Una scalata inarrestabile, frenata dal Coronavirus ma anche, prima dell’emergenza, da un problema di salute che il giovane tenore non ha mai raccontato prima. «Due anni fa ho avuto un tumore allo stomaco – si confida Costanzo facendosi serio e guardandoti dritto negli occhi – . Stavo cantando nella Rondine a Berlino quando ho sentito un reflusso gastrico strano. Sono andato subito a fare dei controlli e mi hanno scoperto un tumore: sono stato operato subito ed ora va tutto bene. Per questo ribadisco il valore della prevenzione. Sono stato un anno fermo, anche sui social, e sono molto maturato. Vedo la vita sotto un’altra prospettiva». Accanto a Vincenzo, oltre alla famiglia, sono stati in quel periodo difficile il suo maestro di canto Piero Giuliacci e il nuovo agente Saverio Clemente. «Loro hanno creduto in me.
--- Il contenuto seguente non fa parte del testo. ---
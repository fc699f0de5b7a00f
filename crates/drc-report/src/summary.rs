//! Terminal rendering of a comparison result.

use comfy_table::modifiers::{UTF8_ROUND_CORNERS, UTF8_SOLID_INNER_BORDERS};
use comfy_table::presets::UTF8_FULL;
use comfy_table::{Attribute, Cell, CellAlignment, Color, ContentArrangement, Table};

use drc_model::{ComparisonResult, RowStatus, ValidationRow};

/// Display label for a row status.
pub fn status_label(status: &RowStatus) -> &'static str {
    match status {
        RowStatus::Done { .. } => "Done",
        RowStatus::Todo => "To Do",
        RowStatus::Extra => "File not in Drawing List",
    }
}

/// Matched-file column text for a row: the file for Done, `"N/A"` for To Do,
/// the orphan file's own name for extras.
pub fn matched_label(row: &ValidationRow) -> &str {
    match &row.status {
        RowStatus::Done { matched_file } => matched_file,
        RowStatus::Todo => "N/A",
        RowStatus::Extra => &row.name,
    }
}

/// Rounds a percentage to one decimal for display.
pub fn round_percentage(percentage: f64) -> f64 {
    (percentage * 10.0).round() / 10.0
}

/// Prints the per-row table and summary line to stdout.
pub fn print_summary(result: &ComparisonResult) {
    let mut table = Table::new();
    table.set_header(vec![
        header_cell("#"),
        header_cell("Expected / File"),
        header_cell("Matched File"),
        header_cell("Status"),
    ]);
    apply_table_style(&mut table);
    align_column(&mut table, 0, CellAlignment::Right);

    for (index, row) in result.rows.iter().enumerate() {
        table.add_row(vec![
            Cell::new(index + 1),
            Cell::new(&row.name),
            Cell::new(matched_label(row)),
            status_cell(&row.status),
        ]);
    }

    let summary = &result.summary;
    table.add_row(vec![
        Cell::new("").add_attribute(Attribute::Bold),
        Cell::new("TOTAL")
            .fg(Color::Cyan)
            .add_attribute(Attribute::Bold),
        Cell::new(format!(
            "{} done / {} to do / {} extra",
            summary.done, summary.todo, summary.extra
        ))
        .add_attribute(Attribute::Bold),
        Cell::new(format!(
            "{:.1}% delivered",
            round_percentage(summary.delivery_percentage)
        ))
        .fg(Color::Cyan)
        .add_attribute(Attribute::Bold),
    ]);

    println!("{table}");
    println!(
        "Expected: {}  Done: {}  To Do: {}  Extra: {}  Delivery: {:.1}%",
        summary.total,
        summary.done,
        summary.todo,
        summary.extra,
        round_percentage(summary.delivery_percentage)
    );
}

pub fn apply_table_style(table: &mut Table) {
    table
        .load_preset(UTF8_FULL)
        .apply_modifier(UTF8_ROUND_CORNERS)
        .apply_modifier(UTF8_SOLID_INNER_BORDERS)
        .set_content_arrangement(ContentArrangement::Dynamic);
}

fn header_cell(text: &str) -> Cell {
    Cell::new(text).add_attribute(Attribute::Bold)
}

fn status_cell(status: &RowStatus) -> Cell {
    let cell = Cell::new(status_label(status));
    match status {
        RowStatus::Done { .. } => cell.fg(Color::Green),
        RowStatus::Todo => cell.fg(Color::Red),
        RowStatus::Extra => cell.fg(Color::Yellow),
    }
}

fn align_column(table: &mut Table, index: usize, alignment: CellAlignment) {
    if let Some(column) = table.column_mut(index) {
        column.set_cell_alignment(alignment);
    }
}

#[cfg(test)]
mod tests {
    use super::*;

    #[test]
    fn status_labels_match_the_report_vocabulary() {
        assert_eq!(
            status_label(&RowStatus::Done {
                matched_file: "a.pdf".to_string()
            }),
            "Done"
        );
        assert_eq!(status_label(&RowStatus::Todo), "To Do");
        assert_eq!(status_label(&RowStatus::Extra), "File not in Drawing List");
    }

    #[test]
    fn todo_rows_render_not_available() {
        let row = ValidationRow::todo("ABC-DEF-002");
        assert_eq!(matched_label(&row), "N/A");

        let extra = ValidationRow::extra("EXTRA-999.pdf");
        assert_eq!(matched_label(&extra), "EXTRA-999.pdf");
    }

    #[test]
    fn percentage_rounds_to_one_decimal() {
        assert_eq!(round_percentage(100.0 / 3.0), 33.3);
        assert_eq!(round_percentage(66.666_666), 66.7);
        assert_eq!(round_percentage(0.0), 0.0);
        assert_eq!(round_percentage(100.0), 100.0);
    }
}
Ho fatto riabilitazione vocale per un anno, ed ora canto meglio di prima» aggiunge il giovane caparbio tenore cui il coronavirus ha bloccato importanti lavori, alla Scala Ballo in maschera con Zubin Mehta, dove è cover di Fabio Sartori, e a Monaco I Masnadieri. «In Italia la situazione è vergognosa, non si riconosce il lavoro degli artisti e dei lavoratori dello spettacolo – aggiunge dispiaciuto – . Io combatterò come hanno fatto tanti colleghi, mai come in questo periodo si è capita l’importanza della musica».

Di cose ne ha capite tante in questi ultimi due anni Vincenzo. «Noi siamo di passaggio su questa terra. Il nostro scopo è amare il nostro prossimo e lasciare un ricordo di noi alle persone care. E con la musica si può fare». Ma la saggezza e la forza di volontà di questo giovane artista arrivano da lontano, da quando un giorno i suoi genitori si separarono e abbandonarono lui di nove anni e il fratellino di un anno lasciandoli ai nonni. «Un detto napoletano dice “La necessità rompe la legge” – spiega il tenore con grinta – . Se hai un fuoco sacro studi, ti impegni, perfezioni la tecnica. Io ho avuto tante difficoltà, ma da mio nonno ho ereditato valori antichi. Lui è un contadino del sud, ha dato tutto per i suoi sei figli che ha fatto tutti laureare, come pure me e mio fratello. Mi ha cresciuto e lo ringrazio. Grazie a queste sofferenze sono il Vincenzo di oggi».

Tanti anche i momenti felici per quello scugnizzo che da piccolo vinse pure lo Zecchino d’oro con la canzone Guapparia, «un’esperienza indimenticabile », e che al nonno deve la carriera: «A scoprire il mio talento è stato lui: avevo sei anni e ogni volta che sentivo un certo spot con l’aria La donna è mobile salivo sulla sedia e la cantavo. Facevo la stessa cosa quando vedevo in tv i tre tenori. Il mio primo debutto lo feci nel coro della chiesa».

Il più bel complimento ricevuto sinora? «Me l’ha fatto un amico. Mi ha detto: “Nella tua voce sento una lacrima”. È vero, la sofferenza scalfisce l’anima e il canto è anima». Provenire da una cultura contadina cristiana, riconosce, gli ha dato quella solarità che nemmeno la malattia è riuscita a scalfire. «Sono cresciuto con dei valori diversi dal mondo che mi circonda – aggiunge – Girando il mondo e confrontandomi con varie religioni mi sono chiesto: qual è il vero Dio? Cos’è davvero la fede? La risposta me l’ha data un mio caro amico prete, don Marco. “Tu da bambino non conoscevi la musica, giusto? Ma cantavi. La musica ti veniva da dentro senza sapere. Ecco, la fede è lo stesso”. Mi ha illuminato».